Stored items:
↓

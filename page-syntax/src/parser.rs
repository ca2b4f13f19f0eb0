use crate::{
    Anchor, ContentKind, Endpoint, Expr, Predicate, RegexPattern, Selector, SizeComparison,
    SyntaxError,
    lexer::{Keyword, Token, TokenKind, tokenize},
    selector::parse_page_selector,
};
use page_segmentation::Segment;

/// Parses one segment produced by [`page_segmentation::split_segments`].
///
/// A top-level `to` makes the segment a range pattern. Boolean operators,
/// parentheses or a predicate keyword make it a boolean match. Everything else
/// is a numeric/keyword page selector and never reaches the boolean parser.
///
/// ```
/// use page_syntax::{parse_segment, Segment, Selector};
/// let selector = parse_segment(Segment { text: "5:20:3", offset: 0 }).unwrap();
/// assert_eq!(selector, Selector::Stepped { start: Some(5), end: Some(20), step: 3 });
/// ```
pub fn parse_segment(segment: Segment<'_>) -> Result<Selector, SyntaxError> {
    let tokens = tokenize(segment.text).map_err(|err| err.shifted(segment.offset))?;
    classify(segment.text, &tokens).map_err(|err| err.shifted(segment.offset))
}

/// Parses a standalone boolean expression, as used for group boundary
/// patterns.
///
/// ```
/// use page_syntax::{parse_expression, Expr, Predicate};
/// let expr = parse_expression("contains/i:'chapter'").unwrap();
/// assert_eq!(
///     expr,
///     Expr::Predicate(Predicate::Contains { text: "chapter".into(), case_sensitive: false })
/// );
/// ```
pub fn parse_expression(input: &str) -> Result<Expr, SyntaxError> {
    let text = input.trim();
    let leading = input.len() - input.trim_start().len();
    let tokens = tokenize(text).map_err(|err| err.shifted(leading))?;
    Cursor::new(text, &tokens)
        .parse_complete_expression()
        .map_err(|err| err.shifted(leading))
}

fn classify(text: &str, tokens: &[Token]) -> Result<Selector, SyntaxError> {
    if tokens.is_empty() {
        return Err(SyntaxError::new("empty selector", text, 0));
    }

    let separators = top_level_to(tokens);
    if let Some(&second) = separators.get(1) {
        return Err(SyntaxError::new(
            "a range pattern takes exactly one `to`",
            text,
            tokens[second].span.start,
        ));
    }
    if let Some(&split) = separators.first() {
        let to = &tokens[split];
        let (left, right) = (&tokens[..split], &tokens[split + 1..]);
        if left.is_empty() {
            return Err(SyntaxError::new(
                "missing start of range pattern",
                text,
                to.span.start,
            ));
        }
        if right.is_empty() {
            return Err(SyntaxError::new(
                "missing end of range pattern",
                text,
                to.span.end,
            ));
        }
        return Ok(Selector::RangePattern {
            start: parse_endpoint(text, left)?,
            end: parse_endpoint(text, right)?,
        });
    }

    if is_boolean(tokens) {
        let expr = Cursor::new(text, tokens).parse_complete_expression()?;
        return Ok(Selector::BooleanMatch(expr));
    }

    parse_page_selector(text, tokens)
}

fn top_level_to(tokens: &[Token]) -> Vec<usize> {
    let mut depth = 0usize;
    let mut found = Vec::new();
    for (idx, token) in tokens.iter().enumerate() {
        match token.kind {
            TokenKind::LParen => depth += 1,
            TokenKind::RParen => depth = depth.saturating_sub(1),
            TokenKind::Keyword(Keyword::To) if depth == 0 && !is_value_position(tokens, idx) => {
                found.push(idx)
            }
            _ => {}
        }
    }
    found
}

// A keyword right after `kw:` or `kw/i:` is the predicate's value.
fn is_value_position(tokens: &[Token], idx: usize) -> bool {
    idx.checked_sub(1)
        .and_then(|prev| tokens.get(prev))
        .is_some_and(|prev| {
            matches!(prev.kind, TokenKind::Colon | TokenKind::CaseInsensitive)
        })
}

fn is_boolean(tokens: &[Token]) -> bool {
    tokens.iter().any(|token| match token.kind {
        TokenKind::And
        | TokenKind::Or
        | TokenKind::Not
        | TokenKind::LParen
        | TokenKind::RParen => true,
        TokenKind::Keyword(keyword) => keyword.is_predicate(),
        _ => false,
    })
}

// `contains:'Index'-1`, `7+2`: a trailing signed integer is an offset as long
// as something is left over to anchor it.
fn parse_endpoint(text: &str, tokens: &[Token]) -> Result<Endpoint, SyntaxError> {
    let mut anchor_tokens = tokens;
    let mut offset = 0i64;
    if let [rest @ .., sign, number] = tokens {
        let signed = matches!(sign.kind, TokenKind::Dash | TokenKind::Plus);
        if let TokenKind::Number(raw) = &number.kind {
            if signed && !rest.is_empty() {
                let magnitude: i64 = raw.parse().map_err(|_| {
                    SyntaxError::new(format!("invalid offset `{raw}`"), text, number.span.start)
                })?;
                offset = if sign.kind == TokenKind::Dash {
                    -magnitude
                } else {
                    magnitude
                };
                anchor_tokens = rest;
            }
        }
    }

    let anchor = match anchor_tokens {
        [Token {
            kind: TokenKind::Number(raw),
            span,
        }] => Anchor::Page(raw.parse().map_err(|_| {
            SyntaxError::new(format!("invalid page number `{raw}`"), text, span.start)
        })?),
        _ => Anchor::Matching(Cursor::new(text, anchor_tokens).parse_complete_expression()?),
    };
    Ok(Endpoint { anchor, offset })
}

/// Recursive-descent parser over an already tokenized segment.
struct Cursor<'a> {
    text: &'a str,
    tokens: &'a [Token],
    pos: usize,
}

impl<'a> Cursor<'a> {
    fn new(text: &'a str, tokens: &'a [Token]) -> Self {
        Self {
            text,
            tokens,
            pos: 0,
        }
    }

    fn parse_complete_expression(mut self) -> Result<Expr, SyntaxError> {
        if self.tokens.is_empty() {
            return Err(self.error("expected a predicate"));
        }
        let expr = self.parse_or()?;
        match self.peek() {
            None => Ok(expr),
            Some(TokenKind::RParen) => Err(self.error("unbalanced `)`")),
            Some(_) => Err(self.error("expected `&`, `|` or end of expression")),
        }
    }

    fn parse_or(&mut self) -> Result<Expr, SyntaxError> {
        let mut left = self.parse_and()?;
        while self.peek() == Some(&TokenKind::Or) {
            self.expect_operand("|")?;
            let right = self.parse_and()?;
            left = Expr::Or(Box::new(left), Box::new(right));
        }
        Ok(left)
    }

    fn parse_and(&mut self) -> Result<Expr, SyntaxError> {
        let mut left = self.parse_not()?;
        while self.peek() == Some(&TokenKind::And) {
            self.expect_operand("&")?;
            let right = self.parse_not()?;
            left = Expr::And(Box::new(left), Box::new(right));
        }
        Ok(left)
    }

    // `!!!x` only wraps once when the parity is odd.
    fn parse_not(&mut self) -> Result<Expr, SyntaxError> {
        let mut negations = 0;
        while self.peek() == Some(&TokenKind::Not) {
            self.expect_operand("!")?;
            negations += 1;
        }
        let expr = self.parse_primary()?;
        if negations % 2 == 1 {
            Ok(Expr::Not(Box::new(expr)))
        } else {
            Ok(expr)
        }
    }

    fn parse_primary(&mut self) -> Result<Expr, SyntaxError> {
        let Some(kind) = self.peek().cloned() else {
            return Err(self.error("expected a predicate"));
        };
        match kind {
            TokenKind::LParen => {
                let open = self.pos;
                self.pos += 1;
                if self.peek() == Some(&TokenKind::RParen) {
                    return Err(self.error("empty parentheses"));
                }
                let expr = self.parse_or()?;
                if self.peek() != Some(&TokenKind::RParen) {
                    self.pos = open;
                    return Err(self.error("unclosed `(`"));
                }
                self.pos += 1;
                Ok(expr)
            }
            TokenKind::RParen => Err(self.error("unbalanced `)`")),
            TokenKind::And => Err(self.error("dangling `&`")),
            TokenKind::Or => Err(self.error("dangling `|`")),
            TokenKind::Keyword(keyword) => self.parse_predicate(keyword).map(Expr::Predicate),
            TokenKind::Word(word) => {
                Err(self.error(format!("unknown predicate keyword `{word}`")))
            }
            _ => Err(self.error(format!(
                "expected a predicate, found `{}`",
                self.current_text()
            ))),
        }
    }

    fn parse_predicate(&mut self, keyword: Keyword) -> Result<Predicate, SyntaxError> {
        match keyword {
            Keyword::All => {
                self.pos += 1;
                Ok(Predicate::All)
            }
            Keyword::Empty => {
                self.pos += 1;
                Ok(Predicate::EmptyPage)
            }
            Keyword::Contains => {
                self.pos += 1;
                let case_sensitive = !self.eat_case_suffix();
                let text = self.parse_text_argument(keyword)?;
                Ok(Predicate::Contains {
                    text,
                    case_sensitive,
                })
            }
            Keyword::LineStarts => {
                self.pos += 1;
                let case_sensitive = !self.eat_case_suffix();
                let text = self.parse_text_argument(keyword)?;
                Ok(Predicate::LineStarts {
                    text,
                    case_sensitive,
                })
            }
            Keyword::Regex => {
                self.pos += 1;
                let case_insensitive = self.eat_case_suffix();
                let value_pos = self.pos + 1;
                let source = self.parse_text_argument(keyword)?;
                RegexPattern::new(&source, case_insensitive)
                    .map(Predicate::Regex)
                    .map_err(|err| {
                        self.pos = value_pos;
                        self.error(format!("invalid regex: {err}"))
                    })
            }
            Keyword::Type => {
                self.pos += 1;
                self.reject_case_suffix(keyword)?;
                self.expect_colon(keyword)?;
                let name = self.value_text(keyword)?;
                let Some(kind) = ContentKind::from_name(name) else {
                    return Err(self.error(format!(
                        "unknown page type `{name}` (expected text, image, mixed or empty)"
                    )));
                };
                self.pos += 1;
                Ok(Predicate::Type(kind))
            }
            Keyword::Size => {
                self.pos += 1;
                self.reject_case_suffix(keyword)?;
                self.expect_colon(keyword)?;
                self.parse_size().map(Predicate::Size)
            }
            Keyword::First | Keyword::Last | Keyword::Odd | Keyword::Even | Keyword::To => {
                Err(self.error(format!(
                    "`{keyword}` cannot be used inside a boolean expression"
                )))
            }
        }
    }

    fn parse_text_argument(&mut self, keyword: Keyword) -> Result<String, SyntaxError> {
        self.expect_colon(keyword)?;
        let value = match self.peek() {
            Some(TokenKind::Quoted(value)) => value.clone(),
            Some(
                TokenKind::Word(_) | TokenKind::Number(_) | TokenKind::Keyword(_),
            ) => self.current_text().to_string(),
            _ => return Err(self.error(format!("`{keyword}:` needs a value"))),
        };
        if value.is_empty() {
            return Err(self.error(format!("`{keyword}:` needs a non-empty value")));
        }
        self.pos += 1;
        Ok(value)
    }

    fn parse_size(&mut self) -> Result<SizeComparison, SyntaxError> {
        let Some(TokenKind::Compare(op)) = self.peek().cloned() else {
            return Err(self.error("`size:` needs one of `<`, `<=`, `>`, `>=`"));
        };
        self.pos += 1;
        let Some(TokenKind::Number(raw)) = self.peek().cloned() else {
            return Err(self.error("`size:` needs a number"));
        };
        let number_pos = self.pos;
        self.pos += 1;
        let multiplier = match self.peek() {
            Some(TokenKind::Word(unit)) => {
                let multiplier = size_unit_multiplier(unit)
                    .ok_or_else(|| self.error(format!("invalid size unit `{unit}`")))?;
                self.pos += 1;
                multiplier
            }
            _ => 1,
        };
        match size_in_bytes(&raw, multiplier) {
            Some(bytes) => Ok(SizeComparison { op, bytes }),
            None => {
                self.pos = number_pos;
                Err(self.error(format!("invalid size `{raw}`")))
            }
        }
    }

    fn eat_case_suffix(&mut self) -> bool {
        if self.peek() == Some(&TokenKind::CaseInsensitive) {
            self.pos += 1;
            true
        } else {
            false
        }
    }

    fn reject_case_suffix(&self, keyword: Keyword) -> Result<(), SyntaxError> {
        if self.peek() == Some(&TokenKind::CaseInsensitive) {
            return Err(self.error(format!("`/i` is not supported on `{keyword}`")));
        }
        Ok(())
    }

    fn expect_colon(&mut self, keyword: Keyword) -> Result<(), SyntaxError> {
        if self.peek() != Some(&TokenKind::Colon) {
            return Err(self.error(format!("expected `:` after `{keyword}`")));
        }
        self.pos += 1;
        Ok(())
    }

    // `type:empty` lexes `empty` as a keyword, so match on the source text.
    fn value_text(&self, keyword: Keyword) -> Result<&'a str, SyntaxError> {
        match self.peek() {
            Some(TokenKind::Quoted(value)) => Ok(value.as_str()),
            Some(TokenKind::Word(_) | TokenKind::Keyword(_)) => Ok(self.current_text()),
            _ => Err(self.error(format!("`{keyword}:` needs a value"))),
        }
    }

    // Consumes a binary or prefix operator and checks something follows it.
    fn expect_operand(&mut self, operator: &str) -> Result<(), SyntaxError> {
        let at = self.pos;
        self.pos += 1;
        match self.peek() {
            None | Some(TokenKind::RParen | TokenKind::And | TokenKind::Or) => {
                self.pos = at;
                Err(self.error(format!("dangling `{operator}`")))
            }
            Some(_) => Ok(()),
        }
    }

    fn peek(&self) -> Option<&'a TokenKind> {
        self.tokens.get(self.pos).map(|token| &token.kind)
    }

    fn current_text(&self) -> &'a str {
        self.tokens
            .get(self.pos)
            .map(|token| &self.text[token.span.clone()])
            .unwrap_or("")
    }

    fn error(&self, message: impl Into<String>) -> SyntaxError {
        let position = match self.tokens.get(self.pos) {
            Some(token) => token.span.start,
            None => self
                .tokens
                .last()
                .map_or(self.text.len(), |token| token.span.end),
        };
        SyntaxError::new(message, self.text, position)
    }
}

fn size_unit_multiplier(unit: &str) -> Option<u64> {
    match unit.to_ascii_uppercase().as_str() {
        "B" => Some(1),
        "KB" => Some(1024),
        "MB" => Some(1024 * 1024),
        "GB" => Some(1024 * 1024 * 1024),
        _ => None,
    }
}

fn size_in_bytes(raw: &str, multiplier: u64) -> Option<u64> {
    if let Ok(whole) = raw.parse::<u64>() {
        return whole.checked_mul(multiplier);
    }
    let value: f64 = raw.parse().ok()?;
    let bytes = value * multiplier as f64;
    (bytes.is_finite() && bytes < u64::MAX as f64).then_some(bytes as u64)
}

↑

BRIEF: Please find every line in the records above that holds the word "something" and copy it.

RESPONSE AREA:
// as something is left over to anchor it.
    // Consumes a binary or prefix operator and checks something follows it.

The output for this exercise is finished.